Brief → From the data, return each line holding the word "Deserialize".

Extracted material →
┄┄┄┄┄┄

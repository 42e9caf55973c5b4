//! Theme endpoints.

use std::sync::Arc;

use axum::Json;
use axum::extract::{Path, State};
use axum::http::StatusCode;
use serde::Deserialize;
use uuid::Uuid;
use vitrine_catalog::NewTheme;
use vitrine_model::Theme;

use crate::auth::Principal;
use crate::error::ServerError;
use crate::state::AppState;

/// Body for `POST /api/themes/{id}/clone`.
#[derive(Debug, Deserialize)]
pub(crate) struct CloneThemeRequest {
    name: String,
}

/// `POST /api/themes` — add a theme to a site.
pub(crate) async fn create(
    State(state): State<Arc<AppState>>,
    _principal: Principal,
    Json(new): Json<NewTheme>,
) -> Result<(StatusCode, Json<Theme>), ServerError> {
    let theme = state.themes.create(new)?;
    Ok((StatusCode::CREATED, Json(theme)))
}

/// `GET /api/sites/{id}/themes` — themes of a site.
pub(crate) async fn list_by_site(
    State(state): State<Arc<AppState>>,
    Path(site): Path<Uuid>,
) -> Result<Json<Vec<Theme>>, ServerError> {
    Ok(Json(state.themes.list_by_site(site)?))
}

/// `DELETE /api/themes/{id}` — remove a non-default theme.
pub(crate) async fn delete(
    State(state): State<Arc<AppState>>,
    _principal: Principal,
    Path(id): Path<Uuid>,
) -> Result<StatusCode, ServerError> {
    state.themes.delete(id)?;
    Ok(StatusCode::NO_CONTENT)
}

/// `POST /api/themes/{id}/clone` — duplicate a theme as a non-default copy.
pub(crate) async fn clone(
    State(state): State<Arc<AppState>>,
    _principal: Principal,
    Path(id): Path<Uuid>,
    Json(body): Json<CloneThemeRequest>,
) -> Result<(StatusCode, Json<Theme>), ServerError> {
    let theme = state.themes.clone_theme(id, body.name)?;
    Ok((StatusCode::CREATED, Json(theme)))
}

/// `POST /api/themes/{id}/default` — promote a theme to site default.
pub(crate) async fn set_default(
    State(state): State<Arc<AppState>>,
    _principal: Principal,
    Path(id): Path<Uuid>,
) -> Result<Json<Theme>, ServerError> {
    Ok(Json(state.themes.set_default(id)?))
}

┄┄┄┄┄┄

Result for this task →
use serde::Deserialize;
#[derive(Debug, Deserialize)]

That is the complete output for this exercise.